Le plan était d'avoir ce nouveau régime en place pour cette année – et en fait, il a été déployé en 2020 pour les personnes qui ont déjà pris leur retraite, car les règles d'éligibilité ont été resserrées en septembre 2012 – mais encore une fois, le gouvernement est tombé avec le ministre promettant encore de porter la mesure au Cabinet sous peu.

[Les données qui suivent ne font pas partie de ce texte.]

use std::collections::VecDeque;

use tracing::warn;

/// Upper bound on the capacity reserved up front.
const INITIAL_CAPACITY_LIMIT: u32 = 1024;

/// Bounded list of recently observed positions.
///
/// Positions are expected in non-decreasing order; a position below the
/// largest one seen is logged and ignored. After each push, every retained
/// position lies within `window_size` of the largest position seen.
#[derive(Debug, Clone)]
pub struct SlidingPositionWindow {
    window_size: u32,
    positions: VecDeque<u32>,
    first: Option<u32>,
    last: Option<u32>,
}

impl SlidingPositionWindow {
    /// Create an empty window.
    pub fn new(window_size: u32) -> Self {
        Self {
            window_size,
            positions: VecDeque::with_capacity(
                (window_size / 2 + 1).min(INITIAL_CAPACITY_LIMIT) as usize,
            ),
            first: None,
            last: None,
        }
    }

    /// Record a position and prune those that fell out of the window.
    ///
    /// Returns `false` when `position` is below the largest position seen; the
    /// window is left unchanged in that case.
    pub fn push(&mut self, position: u32) -> bool {
        if let Some(last) = self.last.filter(|&last| position < last) {
            warn!(position, last, "ignoring out-of-order position in sliding window");
            return false;
        }
        self.last = Some(position);
        self.positions.push_back(position);

        while let Some(&oldest) = self.positions.front() {
            if position - oldest > self.window_size {
                self.positions.pop_front();
            } else {
                break;
            }
        }
        self.first = self.positions.front().copied();
        true
    }

    /// Smallest retained position.
    pub fn first(&self) -> Option<u32> {
        self.first
    }

    /// Largest position observed.
    pub fn last(&self) -> Option<u32> {
        self.last
    }

    /// Retained positions, oldest first.
    pub fn iter(&self) -> impl Iterator<Item = u32> + '_ {
        self.positions.iter().copied()
    }

    /// Number of retained positions.
    pub fn len(&self) -> usize {
        self.positions.len()
    }

    /// Whether no position is retained.
    pub fn is_empty(&self) -> bool {
        self.positions.is_empty()
    }

    /// Maximum distance kept between the oldest and newest positions.
    pub fn window_size(&self) -> u32 {
        self.window_size
    }

    /// Forget every position.
    pub fn clear(&mut self) {
        self.positions.clear();
        self.first = None;
        self.last = None;
    }
}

Quiconque gagne dans le sondage de samedi, il est probable que cela – ou une réforme légèrement modifiée de la pension d’État – sera de nouveau sur la table sous peu.

Une chose semble certaine. Le vote grisonnant a secoué tous les principaux partis politiques, qui se sont tous précipités avec des promesses assez peu judicieuses. Lorsque le nouveau gouvernement finira par prendre ses fonctions, après des années d'attente, nous verrons enfin une réelle action en faveur de la réforme des retraites.